BROOKSVILLE — Paul Hildwin waited for nearly 35 years. He waited in jail and then prison and then jail again. He waited for, and then survived, a death warrant.
He got cancer twice. He got sick of the iron and concrete surrounding him. He got a back tattoo of skulls and tombstones arranged in what he called a gateway to “my own living hell.”
In 1996, ten years after a Hernando County jury sentenced him to death in the killing of 42-year-old Vronzettie Cox, he got a resentencing hearing. But that ended in yet another death sentence, and so he waited for death, until in 2014 the Florida Supreme Court overturned his sentence and gave him something else to wait for: A new trial and, maybe, the chance to feel grass beneath his feet again.
He stopped waiting Monday. The new trial was set to begin that morning, but instead, he accepted a deal: He pleaded no-contest to second-degree murder in exchange for a suspended life sentence and eternal probation. Hours later, he walked out of the Hernando County jail.
Hildwin’s attorney, Tampa-based lawyer Lyann Goudie, was surprised when prosecutors offered the deal late last week — she said she thought they’d dug in their heels. And she thought she could convince a jury that Hildwin, now 59, wasn’t guilty. But she said she understood Hildwin’s decision to take the clear shot at release rather than leave it up to a jury.
“How in the world aren’t you going to take an opportunity to just get out of jail?” Goudie said.
Hildwin will go to transitional housing in the Tampa area, Goudie said, though Goudie didn’t disclose a specific location.
Hildwin’s long saga through the criminal justice system began in 1985, when he ran out of gas on U.S. 19 and took a ride from Cox. Four days later, her car was found in the woods. Her nude body was stuffed in the trunk. She had been strangled with a T-shirt, and investigators believed she’d been raped.

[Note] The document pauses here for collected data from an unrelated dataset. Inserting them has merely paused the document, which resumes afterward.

//! Items grouped by field value, for detailed reports.

use populator_core::{field_names, IssueContent, Item, Priority, ProjectSnapshot};

use crate::aggregator::{item_developer, item_phase, item_priority, item_status, percent, status};

/// A linked item with its field values resolved.
#[derive(Debug, Clone, PartialEq, Eq)]
pub struct GroupedItem<'a> {
    pub issue: &'a IssueContent,
    pub status: String,
    pub phase: String,
    pub priority: String,
    pub developer: String,
    /// Raw phase and priority, unset when the item has no value
    pub phase_value: Option<String>,
    pub priority_value: Option<String>,
}

impl<'a> GroupedItem<'a> {
    fn new(item: &'a Item, issue: &'a IssueContent) -> Self {
        Self {
            issue,
            status: item_status(item),
            phase: item_phase(item),
            priority: item_priority(item),
            developer: item_developer(item),
            phase_value: item.field(field_names::PHASE),
            priority_value: item.field(field_names::PRIORITY),
        }
    }

    pub fn is_done(&self) -> bool {
        self.status == status::DONE
    }
}

/// Items sharing one field value.
#[derive(Debug, Clone, PartialEq, Eq)]
pub struct Group<'a> {
    pub key: String,
    pub items: Vec<GroupedItem<'a>>,
}

impl Group<'_> {
    pub fn completed(&self) -> usize {
        self.items.iter().filter(|i| i.is_done()).count()
    }

    /// Completion of this group, rounded.
    pub fn percent(&self) -> u32 {
        percent(self.completed(), self.items.len())
    }
}

fn push<'a>(groups: &mut Vec<Group<'a>>, key: &str, item: GroupedItem<'a>) {
    match groups.iter_mut().find(|g| g.key == key) {
        Some(group) => group.items.push(item),
        None => groups.push(Group {
            key: key.to_string(),
            items: vec![item],
        }),
    }
}

/// Groups named in `order` first, then the rest in discovery order.
fn ordered<'g, 'a>(groups: &'g [Group<'a>], order: &[&str]) -> Vec<&'g Group<'a>> {
    let mut ordered: Vec<_> = order
        .iter()
        .filter_map(|key| groups.iter().find(|g| g.key == *key))
        .collect();
    ordered.extend(groups.iter().filter(|g| !order.contains(&g.key.as_str())));
    ordered
}

/// Linked items grouped four ways. Groups keep discovery order.
#[derive(Debug, Clone, Default, PartialEq, Eq)]
pub struct ItemGroups<'a> {
    pub by_status: Vec<Group<'a>>,
    pub by_phase: Vec<Group<'a>>,
    pub by_priority: Vec<Group<'a>>,
    pub by_developer: Vec<Group<'a>>,
}

impl<'a> ItemGroups<'a> {
    pub fn from_snapshot(snapshot: &'a ProjectSnapshot) -> Self {
        let mut groups = Self::default();
        for (item, issue) in snapshot.linked_items() {
            let grouped = GroupedItem::new(item, issue);
            push(&mut groups.by_status, &grouped.status, grouped.clone());
            push(&mut groups.by_phase, &grouped.phase, grouped.clone());
            push(&mut groups.by_priority, &grouped.priority, grouped.clone());
            let developer = grouped.developer.clone();
            push(&mut groups.by_developer, &developer, grouped);
        }
        groups
    }

    pub fn status(&self, key: &str) -> Option<&Group<'a>> {
        self.by_status.iter().find(|g| g.key == key)
    }

    pub fn priority(&self, key: &str) -> Option<&Group<'a>> {
        self.by_priority.iter().find(|g| g.key == key)
    }

    /// Every status group, known statuses in workflow order first.
    pub fn statuses_in_order(&self) -> Vec<&Group<'a>> {
        ordered(&self.by_status, &status::ORDER)
    }

    /// Every priority group, Critical to Low first.
    pub fn priorities_in_order(&self) -> Vec<&Group<'a>> {
        ordered(&self.by_priority, &Priority::ALL.map(|p| p.as_str()))
    }

    /// Phase groups sorted by name.
    pub fn phases_by_name(&self) -> Vec<&Group<'a>> {
        let mut groups: Vec<_> = self.by_phase.iter().collect();
        groups.sort_by(|a, b| a.key.cmp(&b.key));
        groups
    }

    /// Developer groups sorted by name.
    pub fn developers_by_name(&self) -> Vec<&Group<'a>> {
        let mut groups: Vec<_> = self.by_developer.iter().collect();
        groups.sort_by(|a, b| a.key.cmp(&b.key));
        groups
    }
}

#[cfg(test)]
mod tests {
    use super::*;
    use crate::aggregator::{UNASSIGNED, UNKNOWN};
    use crate::fixture::{draft, row, snapshot};

    #[test]
    fn groups_follow_discovery_order() {
        let mut snap = snapshot(
            1,
            vec![
                row(1, "Done", "3. Design", "High", "Dev 2 (FE)"),
                row(2, "To Do", "1. Discovery", "High", "Dev 1 (Lead)"),
                row(3, "Done", "3. Design", "Low", ""),
            ],
        );
        snap.items.push(draft("Done"));

        let groups = ItemGroups::from_snapshot(&snap);
        let statuses: Vec<_> = groups.by_status.iter().map(|g| g.key.as_str()).collect();
        assert_eq!(statuses, vec!["Done", "To Do"]);
        assert_eq!(groups.status("Done").unwrap().items.len(), 2);
        assert_eq!(groups.priority("High").unwrap().items[1].issue.number, 2);

        let phases: Vec<_> = groups.phases_by_name().into_iter().map(|g| g.key.as_str()).collect();
        assert_eq!(phases, vec!["1. Discovery", "3. Design"]);
        let devs: Vec<_> = groups.developers_by_name().into_iter().map(|g| g.key.as_str()).collect();
        assert_eq!(devs, vec!["Dev 1 (Lead)", "Dev 2 (FE)", UNASSIGNED]);
    }

    #[test]
    fn group_completion() {
        let snap = snapshot(
            1,
            vec![
                row(1, "Done", "3. Design", "", ""),
                row(2, "In Progress", "3. Design", "", ""),
                row(3, "Done", "3. Design", "", ""),
            ],
        );
        let groups = ItemGroups::from_snapshot(&snap);
        let design = &groups.by_phase[0];
        assert_eq!(design.completed(), 2);
        assert_eq!(design.percent(), 67);
        assert_eq!(design.items[0].priority, UNKNOWN);
        assert_eq!(design.items[0].priority_value, None);
    }

    #[test]
    fn unknown_values_follow_the_fixed_order() {
        let snap = snapshot(
            1,
            vec![
                row(1, "Todo", "1. Discovery", "", "Dev 1 (Lead)"),
                row(2, "", "1. Discovery", "Medium", ""),
                row(3, "Done", "1. Discovery", "Critical", ""),
                row(4, "Backlog", "1. Discovery", "", ""),
            ],
        );
        let groups = ItemGroups::from_snapshot(&snap);

        let statuses: Vec<_> = groups.statuses_in_order().into_iter().map(|g| g.key.as_str()).collect();
        assert_eq!(statuses, vec!["Backlog", "Done", "Todo", UNKNOWN]);

        let priorities: Vec<_> = groups
            .priorities_in_order()
            .into_iter()
            .map(|g| (g.key.as_str(), g.items.len()))
            .collect();
        assert_eq!(priorities, vec![("Critical", 1), ("Medium", 1), (UNKNOWN, 2)]);
    }
}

Investigators found Hildwin with a ring and a radio stolen from Cox, and they learned he’d forged and cashed a $75 check from her checkbook. Hildwin told authorities that after Cox picked him up, she and her boyfriend started fighting, and he took them while they weren’t looking.
Experts at the time linked semen and saliva found at the scene to Hildwin, and they said it couldn’t have belonged to the boyfriend. But decades later, after a push by the Innocence Project, modern testing showed that the fluids didn’t belong to Hildwin after all — and that they matched the boyfriend, William Haverty, who later spent 20 years in prison for an unrelated child sex abuse conviction.
That was enough for the Florida Supreme Court to overturn the conviction and order a new trial. But several delays, some caused by changes in Hildwin’s legal team as well as his own health issues, meant nearly six more years elapsed in the meantime.
The 34-year gulf set up a trial that would have relied on old testimony from more than a dozen witnesses who are now dead or otherwise incapacitated.
Goudie had anticipated those testimonies would complicate the case — in her motion to dismiss the case last year, she argued that Hildwin’s original trial attorney was inexperienced and incompetent, and that without a new chance to cross-examine witnesses, he wouldn’t get a fair trial.
Richard Buxman, the assistant state attorney prosecuting the case, said he too saw the lack of witnesses as a major problem, especially after the recent death of the lead crime scene technician.
“There are a lot of legal difficulties trying a case where a lot of essential witnesses are deceased,” he said after Monday’s plea hearing. “We felt (the plea deal) was legally the best resolution to the case.”
That feeling seemed to be shared by most in the courtroom Monday morning — Hildwin, the attorneys, Judge Stephen Toner — except for Vronzettie Cox’s children, who appeared via video, their faces broadcast to the courtroom with a television behind Toner.
“The state of Florida has failed my family,” said a son who identified himself as Rodney. “They’ve failed my mother. The state has proven itself incompetent to find Paul either guilty or innocent ... I’m sure the interest of the state has been served, but I don’t think any of the human beings involved in this case have been served.”
Hildwin left the Hernando County jail just after 11 a.m. Monday. He hugged his legal team, his voice barely a croak as he thanked them.
Fifteen minutes later, he stepped barefoot onto the asphalt of a parking lot at nearby Tom Varn Park. His only outdoor time for decades had been confined by concrete floors and chain link canopies. He’d told Goudie that his only wish was to walk through the grass once more before he died.
He crossed the parking lot and paused there at the threshold. He started to step and hesitated, one pale foot hovering for a long second over the grass. Then, as he leaned forward and dropped his foot, he let out a soft chuckle that sounded like surprise, or relief.
“The things we take for granted, right?” said Goudie, standing next to him.
Hildwin shuffled his feet across the earth. “It’s just the simplest things,” he said quietly.